One methodology for "mapping" the views of the college or university community regarding both the existing financial system and high-level future aspirations is the deployment of interview and focus group teams. Typically, organizing for this activity will reveal stakeholders such as the following:

While most of these stakeholders will have some representation on the steering committee, it is a good idea to survey or organize focused discussions with other individuals from these groups to elicit their views about their current and future financial management needs. Not surprisingly, this review will reveal both common and divergent needs and wants. What the steering committee learns about universal views and particular views will inform the overall financial management vision of the future financial environment, will help set early project priorities, and will guide the development of an institution-wide communication strategy to support the project. Table 1 illustrates how the information elicited from a few hypothetical stakeholder discussions can be organized to reveal both common and divergent perceptions about the existing financial system and the needs or beliefs about future change.

The focus group and interview approaches can be supplemented with easy-to-use surveys of stakeholder needs, beliefs, and satisfaction with the existing financial system. Information from such surveys can also go far toward preparing the ground for change, including broad elements of the institution in the process of change, and building a tangible and compelling case for change (or not!).

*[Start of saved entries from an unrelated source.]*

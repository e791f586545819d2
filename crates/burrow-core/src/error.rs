//! Core error types for burrow

use std::path::PathBuf;
use thiserror::Error;

/// Errors raised by calls to the remote control plane.
///
/// Gateway operations never surface these to callers; they are logged and
/// turned into sentinels. Only the audit sink and the forwarding endpoints
/// see them directly.
#[derive(Error, Debug)]
pub enum GatewayError {
    /// Request never produced a response (DNS, connect, timeout, TLS)
    #[error("{method} {url} failed: {message}")]
    Transport {
        method: String,
        url: String,
        message: String,
        /// Short machine-readable cause (e.g. `ETIMEDOUT`, `ECONNREFUSED`)
        code: Option<String>,
    },

    /// Remote answered with a non-success status
    #[error("{method} {url} returned {status}")]
    Status {
        method: String,
        url: String,
        status: u16,
        status_text: Option<String>,
    },

    /// Response body did not match the expected shape
    #[error("{method} {url} returned a malformed body: {message}")]
    Decode {
        method: String,
        url: String,
        message: String,
    },

    /// No token could be obtained for the request
    #[error("No credentials available: {0}")]
    Credentials(String),
}

impl GatewayError {
    /// HTTP status, when the remote answered
    pub fn status(&self) -> Option<u16> {
        match self {
            Self::Status { status, .. } => Some(*status),
            _ => None,
        }
    }

    /// Short cause code, when known
    pub fn code(&self) -> Option<&str> {
        match self {
            Self::Transport { code, .. } => code.as_deref(),
            Self::Status { .. } => Some("ERR_BAD_RESPONSE"),
            Self::Decode { .. } => Some("ERR_BAD_BODY"),
            Self::Credentials(_) => Some("ERR_NO_CREDENTIALS"),
        }
    }

    /// Target URL of the failed request
    pub fn url(&self) -> Option<&str> {
        match self {
            Self::Transport { url, .. } | Self::Status { url, .. } | Self::Decode { url, .. } => {
                Some(url)
            }
            Self::Credentials(_) => None,
        }
    }

    /// HTTP method of the failed request
    pub fn method(&self) -> Option<&str> {
        match self {
            Self::Transport { method, .. }
            | Self::Status { method, .. }
            | Self::Decode { method, .. } => Some(method),
            Self::Credentials(_) => None,
        }
    }
}

/// Configuration-related errors
#[derive(Error, Debug)]
pub enum ConfigError {
    /// Config file not found
    #[error("Config file not found: {0}")]
    NotFound(PathBuf),

    /// Invalid configuration
    #[error("Invalid config: {0}")]
    Invalid(String),

    /// TOML parse error
    #[error("TOML parse error: {0}")]
    Parse(#[from] toml::de::Error),
}
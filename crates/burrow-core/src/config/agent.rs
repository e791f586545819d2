//! Agent configuration

use serde::{Deserialize, Serialize};
use std::path::PathBuf;
use std::time::Duration;

use super::serde_utils::{duration_millis, duration_secs};
use crate::error::ConfigError;

/// Default managed control-plane endpoint
pub const DEFAULT_MANAGED_ENDPOINT: &str = "https://pangolin.fossorial.io";

/// Configuration for the exit-node agent
#[derive(Debug, Clone, Default, Serialize, Deserialize)]
#[serde(default)]
pub struct AgentConfig {
    /// Logging and audit behaviour
    pub app: AppSection,
    /// Local HTTP server
    pub server: ServerSection,
    /// Remote control plane identity and endpoint
    pub managed: ManagedSection,
    /// Local WireGuard exit node
    pub gerbil: GerbilSection,
    /// Local reverse proxy
    pub traefik: TraefikSection,
    /// Control-channel timers
    pub control_channel: ControlChannelSection,
    /// Audit batching
    pub audit: AuditSection,
}

#[derive(Debug, Clone, Serialize, Deserialize)]
#[serde(default)]
pub struct AppSection {
    /// Log level (error, warn, info, debug, trace)
    pub log_level: String,
    /// Log denied requests at info level
    pub log_failed_attempts: bool,
}

impl Default for AppSection {
    fn default() -> Self {
        Self {
            log_level: "info".to_string(),
            log_failed_attempts: false,
        }
    }
}

#[derive(Debug, Clone, Serialize, Deserialize)]
#[serde(default)]
pub struct ServerSection {
    /// Address the local router binds to
    pub bind_address: String,
    /// Port of the local router
    pub internal_port: u16,
    /// Hostname other containers reach this agent at
    pub internal_hostname: String,
}

impl Default for ServerSection {
    fn default() -> Self {
        Self {
            bind_address: "0.0.0.0".to_string(),
            internal_port: 3001,
            internal_hostname: "pangolin".to_string(),
        }
    }
}

#[derive(Debug, Clone, Serialize, Deserialize)]
#[serde(default)]
pub struct ManagedSection {
    /// Display name of this node
    pub name: Option<String>,
    /// Node identifier issued by the control plane
    pub id: Option<String>,
    /// Node secret issued by the control plane
    pub secret: Option<String>,
    /// Base URL of the control plane
    pub endpoint: String,
    /// Where unauthenticated users are sent to log in
    pub redirect_endpoint: Option<String>,
    /// Timeout for each control-plane request
    #[serde(with = "duration_secs")]
    pub request_timeout: Duration,
    /// How often the bearer token is refreshed
    #[serde(with = "duration_secs")]
    pub token_refresh_interval: Duration,
}

impl Default for ManagedSection {
    fn default() -> Self {
        Self {
            name: None,
            id: None,
            secret: None,
            endpoint: DEFAULT_MANAGED_ENDPOINT.to_string(),
            redirect_endpoint: None,
            request_timeout: Duration::from_secs(10),
            token_refresh_interval: Duration::from_secs(60 * 60),
        }
    }
}

impl ManagedSection {
    /// Endpoint without a trailing slash
    pub fn base_url(&self) -> &str {
        self.endpoint.trim_end_matches('/')
    }
}

#[derive(Debug, Clone, Serialize, Deserialize)]
#[serde(default)]
pub struct GerbilSection {
    /// Public endpoint clients use for the exit node
    pub base_endpoint: Option<String>,
    /// Where this agent reaches the exit node's HTTP API
    pub reachable_at: String,
    /// First WireGuard port
    pub start_port: u16,
    /// Timeout for each exit-node call
    #[serde(with = "duration_secs")]
    pub request_timeout: Duration,
}

impl Default for GerbilSection {
    fn default() -> Self {
        Self {
            base_endpoint: None,
            reachable_at: "http://gerbil:3003".to_string(),
            start_port: 51820,
            request_timeout: Duration::from_secs(10),
        }
    }
}

#[derive(Debug, Clone, Serialize, Deserialize)]
#[serde(default)]
pub struct TraefikSection {
    pub certificates_path: PathBuf,
    /// Interval of the periodic configuration refresh
    #[serde(with = "duration_millis")]
    pub monitor_interval: Duration,
    pub dynamic_cert_config_path: PathBuf,
    /// File the router configuration is written to
    pub dynamic_router_config_path: PathBuf,
}

impl Default for TraefikSection {
    fn default() -> Self {
        Self {
            certificates_path: PathBuf::from("/var/certificates"),
            monitor_interval: Duration::from_millis(5000),
            dynamic_cert_config_path: PathBuf::from("/var/dynamic/cert_config.yml"),
            dynamic_router_config_path: PathBuf::from("/var/dynamic/router_config.yml"),
        }
    }
}

#[derive(Debug, Clone, Serialize, Deserialize)]
#[serde(default)]
pub struct ControlChannelSection {
    /// Fixed delay between reconnect attempts
    #[serde(with = "duration_millis")]
    pub reconnect_interval: Duration,
    /// Transport ping period
    #[serde(with = "duration_millis")]
    pub ping_interval: Duration,
    /// How long to wait for a pong before dropping the connection
    #[serde(with = "duration_millis")]
    pub ping_timeout: Duration,
    /// Period of the application-level `remoteExitNode/ping`
    #[serde(with = "duration_millis")]
    pub heartbeat_interval: Duration,
    /// Handshake timeout
    #[serde(with = "duration_millis")]
    pub connect_timeout: Duration,
}

impl Default for ControlChannelSection {
    fn default() -> Self {
        Self {
            reconnect_interval: Duration::from_millis(5000),
            ping_interval: Duration::from_millis(30000),
            ping_timeout: Duration::from_millis(10000),
            heartbeat_interval: Duration::from_millis(60000),
            connect_timeout: Duration::from_millis(30000),
        }
    }
}

#[derive(Debug, Clone, Serialize, Deserialize)]
#[serde(default)]
pub struct AuditSection {
    /// Queue length that triggers a flush
    pub batch_size: usize,
    /// Records waiting for the batcher beyond this are dropped
    pub queue_capacity: usize,
}

impl Default for AuditSection {
    fn default() -> Self {
        Self {
            batch_size: 25,
            queue_capacity: 1024,
        }
    }
}

impl AgentConfig {
    /// Check values the agent cannot run with
    pub fn validate(&self) -> Result<(), ConfigError> {
        if self.managed.endpoint.trim().is_empty() {
            return Err(ConfigError::Invalid("managed.endpoint is empty".to_string()));
        }
        if self.server.internal_port == 0 {
            return Err(ConfigError::Invalid("server.internal_port must be > 0".to_string()));
        }
        if self.gerbil.reachable_at.trim().is_empty() {
            return Err(ConfigError::Invalid("gerbil.reachable_at is empty".to_string()));
        }
        if self.audit.batch_size == 0 {
            return Err(ConfigError::Invalid("audit.batch_size must be > 0".to_string()));
        }
        let channel = &self.control_channel;
        if channel.ping_timeout >= channel.ping_interval {
            return Err(ConfigError::Invalid(format!(
                "control_channel.ping_timeout ({:?}) must be shorter than ping_interval ({:?})",
                channel.ping_timeout, channel.ping_interval
            )));
        }
        Ok(())
    }

    /// Address the local router binds to
    pub fn listen_address(&self) -> String {
        format!("{}:{}", self.server.bind_address, self.server.internal_port)
    }
}

#[cfg(test)]
mod tests {
    use super::*;

    #[test]
    fn test_defaults_are_valid() {
        AgentConfig::default().validate().unwrap();
    }

    #[test]
    fn test_ping_timeout_must_be_shorter() {
        let mut config = AgentConfig::default();
        config.control_channel.ping_timeout = config.control_channel.ping_interval;
        assert!(matches!(config.validate(), Err(ConfigError::Invalid(_))));
    }

    #[test]
    fn test_zero_batch_size_rejected() {
        let mut config = AgentConfig::default();
        config.audit.batch_size = 0;
        assert!(config.validate().is_err());
    }

    #[test]
    fn test_base_url_trims_slash() {
        let mut config = AgentConfig::default();
        config.managed.endpoint = "https://cp.example/".to_string();
        assert_eq!(config.managed.base_url(), "https://cp.example");
    }

    #[test]
    fn test_listen_address() {
        let config = AgentConfig::default();
        assert_eq!(config.listen_address(), "0.0.0.0:3001");
    }
}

The deployment of processes to elicit the differing views of the financial system does not need to be analytically rigorous, or expensive. Remember, the purposes of this activity are to: (1) prepare the ground for change, (2) convey that the process of change is intended to be inclusive, (3) uncover high-level commonalities and differences of views, and (4) supply "back of the envelope"-quality information to help the steering committee members understand potential priorities and pockets of potential project support or resistance. If resources permit, the use of outside facilitators to conduct this early discussion will go far in building objectivity into future project plans and actions.


Endnotes:

1Opinions differ about whether the vision-setting process should precede or follow the process of making the business case. If you believe that a compelling vision will help to establish the case for change, the process of setting that vision might come first.